Menschenrechte: für deren Einhaltung auch in Deutschland sorgen
Ich hielte es für weitaus sinnvoller, endlich einen Beauftragten für die Einhaltung der Menschenrechte einzusetzen, der sich nicht nur mit Menschenrechtsverletzungen überall auf der Welt, sondern auch in Deutschland beschäftigt. Es ist schon bezeichnend, dass das Schlagwort Menschenrechte im Koalitionsvertrag nur im außenpolitischen Bereich fällt. Sucht man nach „wirtschaftliche, soziale und kulturelle Menschenrechte“ (WSK-Rechte) oder eben nach dem Begriff „WSK-Rechte“ schlägt einem nur gähnende Leere entgegen. Statt die offensichtlichen Verletzungen von Menschenrechten durch das Hartz IV-System auch nur zu erwähnen, atmet das ganze Dokument den Geist eines „weiter so“. Da können Merkel, Schulz und Seehofer noch so oft betonen, das Gegenteil sei der Fall. Wer Hartz IV bekommt, dessen WSK-Rechte können nicht verwirklicht sein: Über Generationen werden Menschen stigmatisiert und ökonomisch abgehängt. Gerade die Kinder von Betroffenen leiden unter diesem entwürdigenden System: sie haben kein Geld, mit Freunden ins Kino oder ins Theater zu gehen, den Mitgliedsbeitrag für den Sportverein können sich ihre Eltern genauso wenig leisten wie den Unterricht in der Musikschule.
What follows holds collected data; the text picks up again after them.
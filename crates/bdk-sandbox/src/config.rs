//! Sandbox executor configuration

use serde::{Deserialize, Serialize};
use std::time::Duration;

/// Executor settings
///
/// ```toml
/// debounce_ms = 100
/// ```
#[derive(Debug, Clone, Copy, PartialEq, Eq, Default, Serialize, Deserialize)]
#[serde(default)]
pub struct SandboxConfig {
    /// Quiet period before a queued deploy starts; `0` starts immediately
    pub debounce_ms: u64,
}

impl SandboxConfig {
    /// Parse TOML configuration
    ///
    /// # Errors
    ///
    /// Returns the parse error on malformed input.
    pub fn from_toml_str(source: &str) -> Result<Self, toml::de::Error> {
        toml::from_str(source)
    }

    /// Set the debounce window
    #[inline]
    #[must_use]
    pub fn with_debounce(mut self, window: Duration) -> Self {
        self.debounce_ms = u64::try_from(window.as_millis()).unwrap_or(u64::MAX);
        self
    }

    /// Debounce window, if any
    #[must_use]
    pub fn debounce(&self) -> Option<Duration> {
        (self.debounce_ms > 0).then(|| Duration::from_millis(self.debounce_ms))
    }
}
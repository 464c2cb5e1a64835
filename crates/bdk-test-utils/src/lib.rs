//! Testing utilities for BDK workspace
//!
//! Shared stubs, fixtures, and tracing setup.

#![allow(missing_docs)]

use bdk_platform::{
    Backend, BackendError, ConstructContainerEntryGenerator, ConstructFactory,
    ConstructFactoryGetInstanceProps, DefinitionSite, FunctionResources, GenerateContainerEntryProps,
    GeneratorId, ImportPathVerifier, LambdaFunction, Policy, ResourceAccessAcceptor,
    ResourceAccessAcceptorFactory, ResourceNameValidator, ResourceProvider, Role,
    SsmEnvironmentEntry, Stack, StackProvider, SynthesisConfig,
};
use parking_lot::Mutex;
use std::sync::atomic::{AtomicUsize, Ordering};
use std::sync::{Arc, Once};

/// Install an env-filtered subscriber once per test binary (`RUST_LOG=debug`)
pub fn init_test_tracing() {
    static INIT: Once = Once::new();
    INIT.call_once(|| {
        let _ = tracing_subscriber::fmt()
            .with_env_filter(tracing_subscriber::EnvFilter::from_default_env())
            .with_test_writer()
            .try_init();
    });
}

/// Backend with default configuration
pub fn setup_test_backend() -> Backend {
    init_test_tracing();
    Backend::new(&SynthesisConfig::default())
}

/// Get-instance props backed by a fresh container and in-memory outputs
pub fn get_instance_props() -> ConstructFactoryGetInstanceProps {
    setup_test_backend().get_instance_props().clone()
}

/// Import path verifier that records every call and accepts everything
#[derive(Debug, Default)]
pub struct ImportPathVerifierStub {
    pub calls: Mutex<Vec<(DefinitionSite, String, String)>>,
}

impl ImportPathVerifier for ImportPathVerifierStub {
    fn verify(&self, site: &DefinitionSite, expected_path: &str, error_message: &str) -> bdk_platform::Result<()> {
        self.calls
            .lock()
            .push((site.clone(), expected_path.to_string(), error_message.to_string()));
        Ok(())
    }
}

/// Name validator that records names and optionally rejects them all
#[derive(Debug, Default)]
pub struct ResourceNameValidatorStub {
    pub reject: bool,
    pub validated: Mutex<Vec<String>>,
}

impl ResourceNameValidatorStub {
    pub fn rejecting() -> Self {
        Self {
            reject: true,
            validated: Mutex::default(),
        }
    }
}

impl ResourceNameValidator for ResourceNameValidatorStub {
    fn validate(&self, name: &str) -> bdk_platform::Result<()> {
        self.validated.lock().push(name.to_string());
        if self.reject {
            return Err(BackendError::InvalidResourceName {
                name: name.to_string(),
                reason: "rejected by stub".to_string(),
            });
        }
        Ok(())
    }
}

/// One accepted policy with the SSM entries handed along
#[derive(Debug, Clone)]
pub struct AcceptedAccess {
    pub policy: Arc<Policy>,
    pub ssm_environment_entries: Vec<SsmEnvironmentEntry>,
}

/// Acceptor attaching to a role and recording what it accepted
#[derive(Debug)]
pub struct RecordingAcceptor {
    identifier: String,
    role: Arc<Role>,
    pub accepted: Mutex<Vec<AcceptedAccess>>,
}

impl RecordingAcceptor {
    pub fn new(identifier: impl Into<String>, role: Arc<Role>) -> Self {
        Self {
            identifier: identifier.into(),
            role,
            accepted: Mutex::default(),
        }
    }

    pub fn accepted(&self) -> Vec<AcceptedAccess> {
        self.accepted.lock().clone()
    }
}

impl ResourceAccessAcceptor for RecordingAcceptor {
    fn identifier(&self) -> &str {
        &self.identifier
    }

    fn accept_resource_access(
        &self,
        policy: Arc<Policy>,
        ssm_environment_entries: &[SsmEnvironmentEntry],
    ) -> bdk_platform::Result<()> {
        self.role.attach_policy(Arc::clone(&policy));
        self.accepted.lock().push(AcceptedAccess {
            policy,
            ssm_environment_entries: ssm_environment_entries.to_vec(),
        });
        Ok(())
    }
}

/// Minimal function resource provider
#[derive(Debug)]
pub struct StubFunction {
    resources: FunctionResources,
    stack: Arc<Stack>,
    pub acceptor: Arc<RecordingAcceptor>,
}

impl StubFunction {
    pub fn lambda(&self) -> &Arc<LambdaFunction> {
        &self.resources.lambda
    }
}

impl ResourceProvider for StubFunction {
    type Resources = FunctionResources;

    fn resources(&self) -> &FunctionResources {
        &self.resources
    }
}

impl StackProvider for StubFunction {
    fn stack(&self) -> &Arc<Stack> {
        &self.stack
    }
}

impl ResourceAccessAcceptorFactory for StubFunction {
    fn get_resource_access_acceptor(
        &self,
        role_identifier: Option<&str>,
    ) -> bdk_platform::Result<Arc<dyn ResourceAccessAcceptor>> {
        match role_identifier {
            None => Ok(self.acceptor.clone()),
            Some(other) => Err(BackendError::InvalidResourceAccessConfig {
                message: format!("No role found for \"{other}\"."),
                resolution: "Function resources have a single execution role.".to_string(),
            }),
        }
    }
}

/// Factory producing a [`StubFunction`]
#[derive(Debug)]
pub struct StubFunctionFactory {
    id: GeneratorId,
    name: String,
    generations: AtomicUsize,
}

impl StubFunctionFactory {
    pub fn new(name: impl Into<String>) -> Arc<Self> {
        Arc::new(Self {
            id: GeneratorId::new(),
            name: name.into(),
            generations: AtomicUsize::new(0),
        })
    }

    /// How often the container ran this generator
    pub fn generations(&self) -> usize {
        self.generations.load(Ordering::SeqCst)
    }
}

impl ConstructContainerEntryGenerator for StubFunctionFactory {
    type Entry = StubFunction;

    fn id(&self) -> GeneratorId {
        self.id
    }

    fn resource_group_name(&self) -> &str {
        "function"
    }

    fn generate_container_entry(&self, props: &GenerateContainerEntryProps<'_>) -> bdk_platform::Result<StubFunction> {
        self.generations.fetch_add(1, Ordering::SeqCst);
        let role_name = format!("{}LambdaRole", self.name);
        let role = Arc::new(Role::new(
            role_name.clone(),
            props.scope.format_arn("iam", &format!("role/{role_name}")),
        ));
        let lambda = Arc::new(LambdaFunction::new(
            self.name.clone(),
            props.scope.format_arn("lambda", &format!("function:{}", self.name)),
            Arc::clone(&role),
        ));
        Ok(StubFunction {
            resources: FunctionResources { lambda },
            stack: Arc::clone(&props.scope),
            acceptor: Arc::new(RecordingAcceptor::new(
                format!("{}LambdaResourceAccessAcceptor", self.name),
                role,
            )),
        })
    }
}

impl ConstructFactory for StubFunctionFactory {
    type Output = StubFunction;

    fn get_instance(&self, props: &ConstructFactoryGetInstanceProps) -> bdk_platform::Result<Arc<StubFunction>> {
        props.construct_container.get_or_compute(self)
    }
}
static LINK_PATTERN: Lazy<Regex> =
    Lazy::new(|| Regex::new(r"\{##[\s\S]*##\}").expect("link placeholder regex is valid"));

/// External provider with secrets resolved
#[derive(Debug, Clone, PartialEq, Eq)]
pub struct ResolvedProvider {
    /// Provider type, e.g. `Google`
    pub provider_type: String,
    /// Provider name as shown in the hosted UI
    pub provider_name: String,
    /// Resolved credential tokens by attribute
    pub credentials: BTreeMap<String, SecretValue>,
}

/// Federation settings with secrets resolved and domain prefix assigned
#[derive(Debug, Clone, Default)]
pub struct ResolvedExternalProviders {
    /// Providers
    pub providers: Vec<ResolvedProvider>,
    /// Redirect targets after sign in
    pub callback_urls: Vec<String>,
    /// Redirect targets after sign out
    pub logout_urls: Vec<String>,
    /// OAuth scopes
    pub scopes: Vec<String>,
    /// Hosted UI domain prefix
    pub domain_prefix: Option<String>,
}

/// Login settings accepted by the construct
#[derive(Debug, Clone, Default)]
pub struct ConstructLoginWith {
    /// Email login
    pub email: Option<EmailLoginSettings>,
    /// Phone login
    pub phone: Option<PhoneLoginSettings>,
    /// Federated login
    pub external_providers: Option<ResolvedExternalProviders>,
}

/// Custom sender with its function resolved
#[derive(Debug, Clone)]
pub struct ResolvedCustomSender {
    /// Sender function
    pub handler: Arc<LambdaFunction>,
    /// Encryption key
    pub kms_key_arn: Option<String>,
}

/// Resolved email sender
#[derive(Debug, Clone)]
pub enum ConstructEmailSender {
    /// SES identity
    Ses(SesEmailSender),
    /// Custom function
    Custom(ResolvedCustomSender),
}

/// Resolved SMS sender
#[derive(Debug, Clone)]
pub enum ConstructSmsSender {
    /// SNS settings
    Sns(SnsSmsSender),
    /// Custom function
    Custom(ResolvedCustomSender),
}

/// Construct input
#[derive(Debug, Clone, Default)]
pub struct AuthConstructProps {
    /// Login methods
    pub login_with: ConstructLoginWith,
    /// MFA
    pub multifactor: Option<MultiFactor>,
    /// Email sender
    pub email_sender: Option<ConstructEmailSender>,
    /// SMS sender
    pub sms_sender: Option<ConstructSmsSender>,
    /// User pool groups
    pub groups: Vec<String>,
    /// Suffix making physical ids unique
    pub physical_id_suffix: String,
}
Das Menschenrecht auf gute Bildung wird für Kinder aus finanziell schwachen Familien eben nicht verwirklicht. In einem der reichsten Länder der Welt ist Armut immer noch erblich und es ist an keiner Stelle im Koalitionsvertrag zu erkennen, dass die neue Bundesregierung hieran etwas Grundlegendes ändern will.
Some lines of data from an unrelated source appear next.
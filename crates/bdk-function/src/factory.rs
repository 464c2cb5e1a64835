//! `define_function` and the function resource provider

use crate::props::{EnvironmentValue, FunctionProps};
use crate::resolve::{resolve_function_props, ResolvedFunctionProps};
use bdk_platform::{
    resource_group, BackendOutputEntry, BuildSession, ConstructContainerEntryGenerator, ConstructFactory,
    ConstructFactoryGetInstanceProps, DefinitionSite, FunctionResources, GenerateContainerEntryProps, GeneratorId,
    LambdaFunction, Policy, ResourceAccessAcceptor, ResourceAccessAcceptorFactory, ResourceProvider, Result, Role,
    SsmEnvironmentEntry, Stack, StackProvider, BackendError, ConstructError, FUNCTION_OUTPUT_KEY,
};
use parking_lot::Mutex;
use std::collections::BTreeMap;
use std::sync::Arc;

/// Environment variable listing parameter-store backed variables
pub const SSM_ENV_CONFIG_KEY: &str = "AMPLIFY_SSM_ENV_CONFIG";
/// Value of variables filled from the parameter store at runtime
pub const RUNTIME_RESOLVED_PLACEHOLDER: &str = "<value will be resolved during runtime>";
/// Output field listing every defined function
pub const DEFINED_FUNCTIONS_FIELD: &str = "definedFunctions";

/// Lambda resource type
pub const LAMBDA_FUNCTION_TYPE: &str = "AWS::Lambda::Function";

/// Define a function
///
/// Any number of functions may be defined; each factory still resolves to
/// one instance. Props are validated when the instance is first requested.
#[track_caller]
pub fn define_function(session: &BuildSession, props: FunctionProps) -> Arc<FunctionFactory> {
    let definition_site = DefinitionSite::caller();
    let earlier = session.register_definition("function");
    tracing::debug!(site = %definition_site, earlier, "function defined");
    Arc::new(FunctionFactory {
        props,
        definition_site,
        generator_id: GeneratorId::new(),
    })
}

/// Factory returned by [`define_function`]
#[derive(Debug)]
pub struct FunctionFactory {
    props: FunctionProps,
    definition_site: DefinitionSite,
    generator_id: GeneratorId,
}

impl FunctionFactory {
    /// Where `define_function` was called
    #[inline]
    #[must_use]
    pub fn definition_site(&self) -> &DefinitionSite {
        &self.definition_site
    }
}

impl ConstructFactory for FunctionFactory {
    type Output = BackendFunction;

    fn get_instance(&self, props: &ConstructFactoryGetInstanceProps) -> Result<Arc<BackendFunction>> {
        let resolved = resolve_function_props(&self.props, &self.definition_site)?;
        if let Some(validator) = &props.resource_name_validator {
            validator.validate(&resolved.name)?;
        }
        let generator = FunctionGenerator {
            id: self.generator_id,
            resolved,
            get_instance_props: props,
        };
        props.construct_container.get_or_compute(&generator)
    }
}

struct FunctionGenerator<'a> {
    id: GeneratorId,
    resolved: ResolvedFunctionProps,
    get_instance_props: &'a ConstructFactoryGetInstanceProps,
}

impl ConstructContainerEntryGenerator for FunctionGenerator<'_> {
    type Entry = BackendFunction;

    fn id(&self) -> GeneratorId {
        self.id
    }

    fn resource_group_name(&self) -> &str {
        resource_group::FUNCTION
    }

    fn generate_container_entry(&self, generate_props: &GenerateContainerEntryProps<'_>) -> Result<BackendFunction> {
        let name = &self.resolved.name;
        let lambda = add_lambda_resources(&generate_props.scope, &self.resolved)
            .map_err(|source| BackendError::construct_initialization("Function", source))?;
        lambda.tags().set_friendly_name(name);

        let acceptor = Arc::new(FunctionAccessAcceptor {
            identifier: format!("{name}LambdaResourceAccessAcceptor"),
            lambda: Arc::clone(&lambda),
            ssm_environment: Mutex::default(),
        });

        let mut secret_entries = Vec::new();
        for (key, value) in &self.resolved.environment {
            match value {
                EnvironmentValue::Plain(value) => lambda.add_environment(key.clone(), value.clone()),
                EnvironmentValue::Secret(secret) => {
                    let resolved = generate_props.backend_secret_resolver.resolve_secret(secret);
                    secret_entries.push(SsmEnvironmentEntry {
                        name: key.clone(),
                        path: resolved.parameter_path().to_string(),
                    });
                }
            }
        }
        acceptor.add_ssm_environment_entries(&secret_entries);

        self.get_instance_props.output_storage_strategy.append_to_backend_output_list(
            FUNCTION_OUTPUT_KEY,
            BackendOutputEntry::new("1").with_field(DEFINED_FUNCTIONS_FIELD, name.clone()),
        );
        tracing::debug!(function = %name, "function generated");

        Ok(BackendFunction {
            resources: FunctionResources { lambda },
            stack: Arc::clone(&generate_props.scope),
            props: self.resolved.clone(),
            acceptor,
        })
    }
}

fn add_lambda_resources(scope: &Stack, resolved: &ResolvedFunctionProps) -> Result<Arc<LambdaFunction>, ConstructError> {
    let name = &resolved.name;

    let role_name = format!("{name}lambdaServiceRole");
    scope.add_resource(role_name.clone(), "AWS::IAM::Role")?;
    let role_arn = scope.format_arn("iam", &format!("role/{role_name}"));
    let role = Arc::new(Role::new(role_name, role_arn));

    scope.add_resource(format!("{name}lambda"), LAMBDA_FUNCTION_TYPE)?;
    for index in 0..resolved.schedule_expressions.len() {
        scope.add_resource(format!("{name}schedule{index}"), "AWS::Events::Rule")?;
    }
    if resolved.logging.retention.is_some() {
        scope.add_resource(format!("{name}LogRetention"), "Custom::LogRetention")?;
    }

    Ok(Arc::new(LambdaFunction::new(
        name.clone(),
        scope.format_arn("lambda", &format!("function:{name}")),
        role,
    )))
}

/// Function resource provider
#[derive(Debug)]
pub struct BackendFunction {
    resources: FunctionResources,
    stack: Arc<Stack>,
    props: ResolvedFunctionProps,
    acceptor: Arc<FunctionAccessAcceptor>,
}

impl BackendFunction {
    /// Props the function was built with
    #[inline]
    #[must_use]
    pub fn props(&self) -> &ResolvedFunctionProps {
        &self.props
    }

    /// Add an environment variable after definition
    pub fn add_environment(&self, key: impl Into<String>, value: impl Into<String>) {
        self.resources.lambda.add_environment(key, value);
    }
}

impl ResourceProvider for BackendFunction {
    type Resources = FunctionResources;

    fn resources(&self) -> &FunctionResources {
        &self.resources
    }
}

impl StackProvider for BackendFunction {
    fn stack(&self) -> &Arc<Stack> {
        &self.stack
    }
}

impl ResourceAccessAcceptorFactory for BackendFunction {
    fn get_resource_access_acceptor(&self, role_identifier: Option<&str>) -> Result<Arc<dyn ResourceAccessAcceptor>> {
        match role_identifier {
            None => Ok(self.acceptor.clone()),
            Some(other) => Err(BackendError::InvalidResourceAccessConfig {
                message: format!("No role found for \"{other}\" on function {}.", self.props.name),
                resolution: "Functions have a single execution role; grant access without a role identifier.".to_string(),
            }),
        }
    }
}

/// Attaches policies to the execution role and exposes parameters as environment
#[derive(Debug)]
struct FunctionAccessAcceptor {
    identifier: String,
    lambda: Arc<LambdaFunction>,
    ssm_environment: Mutex<BTreeMap<String, String>>,
}

impl FunctionAccessAcceptor {
    fn add_ssm_environment_entries(&self, entries: &[SsmEnvironmentEntry]) {
        if entries.is_empty() {
            return;
        }
        let mut ssm_environment = self.ssm_environment.lock();
        for entry in entries {
            ssm_environment.insert(entry.name.clone(), entry.path.clone());
            self.lambda.add_environment(entry.name.clone(), RUNTIME_RESOLVED_PLACEHOLDER);
        }
        let config: serde_json::Map<String, serde_json::Value> = ssm_environment
            .iter()
            .map(|(name, path)| (name.clone(), serde_json::json!({ "path": path })))
            .collect();
        self.lambda
            .add_environment(SSM_ENV_CONFIG_KEY, serde_json::Value::Object(config).to_string());
    }
}

impl ResourceAccessAcceptor for FunctionAccessAcceptor {
    fn identifier(&self) -> &str {
        &self.identifier
    }

    fn accept_resource_access(&self, policy: Arc<Policy>, ssm_environment_entries: &[SsmEnvironmentEntry]) -> Result<()> {
        self.lambda.role().attach_policy(policy);
        self.add_ssm_environment_entries(ssm_environment_entries);
        Ok(())
    }
}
UN-Sozialpakt: endlich das Fakultativprotokoll ratifizieren
Es gibt ganz offensichtlich Gründe, aus denen das Fakultativprotokoll zum UN-Sozialpakt, das ein Individualbeschwerdeverfahren bei den Vereinten Nationen ermöglicht, von Deutschland noch nicht ratifiziert wurde. Der alten und auch neuen Koalition ist klar, dass sie hier ein deutliches Feedback bekommen würde. So schreiben die Koalitionspartner auch ein weiteres Mal fest, eine Ratifikation des Zusatzprotokolls zum UN-Sozialpakt werde „angestrebt“, genau wie die Ratifikation der ILO- Konvention 169 zum Schutz der indigenen Völker. Die Fraktion DIE LINKE fordert gemeinsam mit zahlreichen NGOs die Bundesregierung seit vielen Jahren dazu auf, diese internationalen Übereinkommen zu ratifizieren. Das Fakultativprotokoll zum UN-Sozialpakt wurde immerhin schon im Dezember 2008 von der UN-Generalversammlung zur Ratifikation freigegeben! Dass die Bundesregierung seitdem eine Ratifizierung „anstrebt“ aber bis heute auch auf Nachfrage keine nachvollziehbaren Gründe vorgebracht hat, warum dies einen so langen Zeitraum in Anspruch nimmt, ist nicht hinnehmbar.
Fast zehn Jahre nach seiner Freigabe zur Ratifikation muss man leider davon ausgehen: auch am Ende dieser Legislaturperiode wird das Zusatzprotokoll von deutscher Seite nicht ratifiziert sein. Zudem wird von der zukünftigen Bundesregierung alles andere als eine soziale Offensive für die Menschen in diesem Land zu erwarten sein.
Eine menschenwürdige Gestaltung der Lebensverhältnisse, die konsequente Bekämpfung von Armut und einen Stopp von Rüstungsexporten wird es nur mit einer starken linken Bewegung geben.